SOURCE MATERIAL:

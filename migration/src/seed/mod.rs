//! Fixture rows shared by the seed migrations.
//!
//! Seed migrations insert rows with explicit primary keys so every reset produces the
//! same content. Nothing here reads a clock or a random source.

pub mod confidential1;
pub mod confidential2;
pub mod public;

use sea_orm_migration::{
    prelude::*,
    sea_orm::{sea_query, ConnectionTrait, DbBackend},
};

use crate::v1_3_0_generated::{Enduser, Sourcefile, Tag, Token, Tool, Workflow, Workflowversion};

pub const MODE_AUTO: &str = "AUTO_DETECT_QUAY_TAGS_AUTOMATED_BUILDS";
pub const MODE_MANUAL: &str = "MANUAL_IMAGE_PATH";
pub const MODE_FULL: &str = "FULL";

pub const TOOL_CWL: &str = r#"cwlVersion: v1.0
class: CommandLineTool
baseCommand: cowsay
inputs:
  message:
    type: string
    inputBinding:
      position: 1
  repeat:
    type: int?
outputs: []
"#;

pub const WORKFLOW_CWL: &str = r#"cwlVersion: v1.0
class: Workflow
inputs:
  - id: input_file
    type: File
  - id: verbose
    type: boolean
  - id: names
    type: string[]
outputs: []
steps: []
"#;

pub struct UserRow {
    pub id: i32,
    pub username: &'static str,
    pub is_admin: bool,
}

pub struct TokenRow {
    pub id: i32,
    pub user_id: i32,
    pub token_source: &'static str,
    pub content: &'static str,
    pub username: &'static str,
}

pub struct ToolRow {
    pub id: i32,
    pub user_id: i32,
    pub registry: &'static str,
    pub namespace: &'static str,
    pub name: &'static str,
    pub mode: &'static str,
    pub git_url: &'static str,
    pub is_published: bool,
}

pub struct TagRow {
    pub id: i32,
    pub tool_id: i32,
    pub name: &'static str,
    pub reference: &'static str,
    pub image_id: Option<&'static str>,
}

pub struct WorkflowRow {
    pub id: i32,
    pub user_id: i32,
    pub organization: &'static str,
    pub repository: &'static str,
    pub descriptor_type: &'static str,
    pub default_workflow_path: &'static str,
    pub is_published: bool,
}

pub struct WorkflowVersionRow {
    pub id: i32,
    pub workflow_id: i32,
    pub name: &'static str,
    pub workflow_path: &'static str,
}

pub struct SourcefileRow {
    pub id: i32,
    pub parent_type: &'static str,
    pub parent_id: i32,
    pub path: &'static str,
    pub file_type: &'static str,
    pub content: &'static str,
}

pub const BASE_USERS: &[UserRow] = &[
    UserRow {
        id: 1,
        username: "user1",
        is_admin: false,
    },
    UserRow {
        id: 2,
        username: "user2",
        is_admin: false,
    },
];

pub const BASE_TOKENS: &[TokenRow] = &[
    TokenRow {
        id: 1,
        user_id: 1,
        token_source: "dockstore",
        content: "iamafakedockstoretoken",
        username: "user1",
    },
    TokenRow {
        id: 2,
        user_id: 1,
        token_source: "github.com",
        content: "fakeGitHubToken",
        username: "DockstoreTestUser2",
    },
    TokenRow {
        id: 3,
        user_id: 2,
        token_source: "dockstore",
        content: "iamafakedockstoretoken2",
        username: "user2",
    },
];

pub const BASE_TOOLS: &[ToolRow] = &[
    ToolRow {
        id: 1,
        user_id: 1,
        registry: "quay.io",
        namespace: "dockstoretestuser",
        name: "quayandgithub",
        mode: MODE_AUTO,
        git_url: "git@github.com:DockstoreTestUser/dockstore-whalesay.git",
        is_published: false,
    },
    ToolRow {
        id: 2,
        user_id: 1,
        registry: "quay.io",
        namespace: "dockstoretestuser",
        name: "quayandbitbucket",
        mode: MODE_AUTO,
        git_url: "git@bitbucket.org:DockstoreTestUser/dockstore-whalesay.git",
        is_published: true,
    },
    ToolRow {
        id: 3,
        user_id: 1,
        registry: "quay.io",
        namespace: "dockstoretestuser",
        name: "manualtool",
        mode: MODE_MANUAL,
        git_url: "git@github.com:DockstoreTestUser/dockstore-whalesay.git",
        is_published: false,
    },
    ToolRow {
        id: 4,
        user_id: 2,
        registry: "quay.io",
        namespace: "dockstoretestuser2",
        name: "publictool",
        mode: MODE_AUTO,
        git_url: "git@github.com:DockstoreTestUser2/public-tool.git",
        is_published: true,
    },
];

pub const BASE_TAGS: &[TagRow] = &[
    TagRow {
        id: 1,
        tool_id: 1,
        name: "master",
        reference: "master",
        image_id: Some("c6d8b4a0e5f1"),
    },
    TagRow {
        id: 2,
        tool_id: 2,
        name: "latest",
        reference: "master",
        image_id: Some("0a1b2c3d4e5f"),
    },
    TagRow {
        id: 3,
        tool_id: 3,
        name: "latest",
        reference: "master",
        image_id: None,
    },
    TagRow {
        id: 4,
        tool_id: 4,
        name: "1.0",
        reference: "1.0",
        image_id: Some("f00dfeedbeef"),
    },
];

pub const BASE_WORKFLOWS: &[WorkflowRow] = &[
    WorkflowRow {
        id: 1,
        user_id: 1,
        organization: "DockstoreTestUser2",
        repository: "hello-dockstore-workflow",
        descriptor_type: "cwl",
        default_workflow_path: "/Dockstore.cwl",
        is_published: false,
    },
    WorkflowRow {
        id: 2,
        user_id: 1,
        organization: "DockstoreTestUser2",
        repository: "dockstore-whalesay-imports",
        descriptor_type: "cwl",
        default_workflow_path: "/Dockstore.cwl",
        is_published: true,
    },
];

pub const BASE_WORKFLOW_VERSIONS: &[WorkflowVersionRow] = &[
    WorkflowVersionRow {
        id: 1,
        workflow_id: 1,
        name: "master",
        workflow_path: "/Dockstore.cwl",
    },
    WorkflowVersionRow {
        id: 2,
        workflow_id: 2,
        name: "master",
        workflow_path: "/Dockstore.cwl",
    },
];

pub const BASE_SOURCEFILES: &[SourcefileRow] = &[
    SourcefileRow {
        id: 1,
        parent_type: "tag",
        parent_id: 1,
        path: "/Dockstore.cwl",
        file_type: "DOCKSTORE_CWL",
        content: TOOL_CWL,
    },
    SourcefileRow {
        id: 2,
        parent_type: "tag",
        parent_id: 2,
        path: "/Dockstore.cwl",
        file_type: "DOCKSTORE_CWL",
        content: TOOL_CWL,
    },
    SourcefileRow {
        id: 3,
        parent_type: "workflowversion",
        parent_id: 1,
        path: "/Dockstore.cwl",
        file_type: "DOCKSTORE_CWL",
        content: WORKFLOW_CWL,
    },
    SourcefileRow {
        id: 4,
        parent_type: "workflowversion",
        parent_id: 2,
        path: "/Dockstore.cwl",
        file_type: "DOCKSTORE_CWL",
        content: WORKFLOW_CWL,
    },
];

fn query_err(err: sea_query::error::Error) -> DbErr {
    DbErr::Custom(err.to_string())
}

pub async fn insert_users(manager: &SchemaManager<'_>, rows: &[UserRow]) -> Result<(), DbErr> {
    if rows.is_empty() {
        return Ok(());
    }

    let mut insert = Query::insert();
    insert
        .into_table(Enduser::Table)
        .columns([Enduser::Id, Enduser::Username, Enduser::IsAdmin]);
    for row in rows {
        insert
            .values([row.id.into(), row.username.into(), row.is_admin.into()])
            .map_err(query_err)?;
    }

    manager.exec_stmt(insert).await
}

pub async fn insert_tokens(manager: &SchemaManager<'_>, rows: &[TokenRow]) -> Result<(), DbErr> {
    if rows.is_empty() {
        return Ok(());
    }

    let mut insert = Query::insert();
    insert.into_table(Token::Table).columns([
        Token::Id,
        Token::UserId,
        Token::TokenSource,
        Token::Content,
        Token::Username,
    ]);
    for row in rows {
        insert
            .values([
                row.id.into(),
                row.user_id.into(),
                row.token_source.into(),
                row.content.into(),
                row.username.into(),
            ])
            .map_err(query_err)?;
    }

    manager.exec_stmt(insert).await
}

/// Tools always get the conventional descriptor and Dockerfile locations.
pub async fn insert_tools(manager: &SchemaManager<'_>, rows: &[ToolRow]) -> Result<(), DbErr> {
    if rows.is_empty() {
        return Ok(());
    }

    let mut insert = Query::insert();
    insert.into_table(Tool::Table).columns([
        Tool::Id,
        Tool::UserId,
        Tool::Registry,
        Tool::Namespace,
        Tool::Name,
        Tool::Mode,
        Tool::GitUrl,
        Tool::IsPublished,
        Tool::DefaultCwlPath,
        Tool::DefaultWdlPath,
        Tool::DefaultDockerfilePath,
    ]);
    for row in rows {
        insert
            .values([
                row.id.into(),
                row.user_id.into(),
                row.registry.into(),
                row.namespace.into(),
                row.name.into(),
                row.mode.into(),
                row.git_url.into(),
                row.is_published.into(),
                "/Dockstore.cwl".into(),
                "/Dockstore.wdl".into(),
                "/Dockerfile".into(),
            ])
            .map_err(query_err)?;
    }

    manager.exec_stmt(insert).await
}

pub async fn insert_tags(manager: &SchemaManager<'_>, rows: &[TagRow]) -> Result<(), DbErr> {
    if rows.is_empty() {
        return Ok(());
    }

    let mut insert = Query::insert();
    insert.into_table(Tag::Table).columns([
        Tag::Id,
        Tag::ToolId,
        Tag::Name,
        Tag::Reference,
        Tag::ImageId,
        Tag::CwlPath,
        Tag::WdlPath,
        Tag::DockerfilePath,
        Tag::Hidden,
    ]);
    for row in rows {
        insert
            .values([
                row.id.into(),
                row.tool_id.into(),
                row.name.into(),
                row.reference.into(),
                row.image_id.into(),
                "/Dockstore.cwl".into(),
                "/Dockstore.wdl".into(),
                "/Dockerfile".into(),
                false.into(),
            ])
            .map_err(query_err)?;
    }

    manager.exec_stmt(insert).await
}

/// Workflows are always GitHub-hosted full workflows.
pub async fn insert_workflows(
    manager: &SchemaManager<'_>,
    rows: &[WorkflowRow],
) -> Result<(), DbErr> {
    if rows.is_empty() {
        return Ok(());
    }

    let mut insert = Query::insert();
    insert.into_table(Workflow::Table).columns([
        Workflow::Id,
        Workflow::UserId,
        Workflow::SourceControl,
        Workflow::Organization,
        Workflow::Repository,
        Workflow::DescriptorType,
        Workflow::DefaultWorkflowPath,
        Workflow::IsPublished,
        Workflow::Mode,
    ]);
    for row in rows {
        insert
            .values([
                row.id.into(),
                row.user_id.into(),
                "github.com".into(),
                row.organization.into(),
                row.repository.into(),
                row.descriptor_type.into(),
                row.default_workflow_path.into(),
                row.is_published.into(),
                MODE_FULL.into(),
            ])
            .map_err(query_err)?;
    }

    manager.exec_stmt(insert).await
}

pub async fn insert_workflow_versions(
    manager: &SchemaManager<'_>,
    rows: &[WorkflowVersionRow],
) -> Result<(), DbErr> {
    if rows.is_empty() {
        return Ok(());
    }

    let mut insert = Query::insert();
    insert.into_table(Workflowversion::Table).columns([
        Workflowversion::Id,
        Workflowversion::WorkflowId,
        Workflowversion::Name,
        Workflowversion::Reference,
        Workflowversion::WorkflowPath,
        Workflowversion::Hidden,
    ]);
    for row in rows {
        insert
            .values([
                row.id.into(),
                row.workflow_id.into(),
                row.name.into(),
                row.name.into(),
                row.workflow_path.into(),
                false.into(),
            ])
            .map_err(query_err)?;
    }

    manager.exec_stmt(insert).await
}

pub async fn insert_sourcefiles(
    manager: &SchemaManager<'_>,
    rows: &[SourcefileRow],
) -> Result<(), DbErr> {
    if rows.is_empty() {
        return Ok(());
    }

    let mut insert = Query::insert();
    insert.into_table(Sourcefile::Table).columns([
        Sourcefile::Id,
        Sourcefile::ParentType,
        Sourcefile::ParentId,
        Sourcefile::Path,
        Sourcefile::FileType,
        Sourcefile::Content,
    ]);
    for row in rows {
        insert
            .values([
                row.id.into(),
                row.parent_type.into(),
                row.parent_id.into(),
                row.path.into(),
                row.file_type.into(),
                row.content.into(),
            ])
            .map_err(query_err)?;
    }

    manager.exec_stmt(insert).await
}

/// Inserts the rows every fixture set starts from.
pub async fn insert_base(manager: &SchemaManager<'_>) -> Result<(), DbErr> {
    insert_users(manager, BASE_USERS).await?;
    insert_tokens(manager, BASE_TOKENS).await?;
    insert_tools(manager, BASE_TOOLS).await?;
    insert_tags(manager, BASE_TAGS).await?;
    insert_workflows(manager, BASE_WORKFLOWS).await?;
    insert_workflow_versions(manager, BASE_WORKFLOW_VERSIONS).await?;
    insert_sourcefiles(manager, BASE_SOURCEFILES).await?;

    Ok(())
}

/// Sets a tool topic; used by the seeds that run after 1.5.0.
pub async fn set_tool_topic(
    manager: &SchemaManager<'_>,
    tool_id: i32,
    topic: &str,
) -> Result<(), DbErr> {
    manager
        .exec_stmt(
            Query::update()
                .table(Tool::Table)
                .value(Tool::Topic, topic)
                .and_where(Expr::col(Tool::Id).eq(tool_id))
                .to_owned(),
        )
        .await
}

pub async fn set_workflow_topic(
    manager: &SchemaManager<'_>,
    workflow_id: i32,
    topic: &str,
) -> Result<(), DbErr> {
    manager
        .exec_stmt(
            Query::update()
                .table(Workflow::Table)
                .value(Workflow::Topic, topic)
                .and_where(Expr::col(Workflow::Id).eq(workflow_id))
                .to_owned(),
        )
        .await
}

/// Explicit ids leave Postgres serial sequences behind; move them past the seeded rows.
pub async fn sync_sequences(manager: &SchemaManager<'_>) -> Result<(), DbErr> {
    if manager.get_database_backend() != DbBackend::Postgres {
        return Ok(());
    }

    let conn = manager.get_connection();
    for table in [
        "enduser",
        "token",
        "tool",
        "tag",
        "workflow",
        "workflowversion",
        "sourcefile",
    ] {
        conn.execute_unprepared(&format!(
            "SELECT setval(pg_get_serial_sequence('{table}', 'id'), \
             COALESCE((SELECT MAX(id) FROM {table}), 0) + 1, false)"
        ))
        .await?;
    }

    Ok(())
}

EXERCISE PROMPT: Note how many lines of the listing above contain the string "class", and give that number with nothing added.

EXERCISE OUTPUT: 2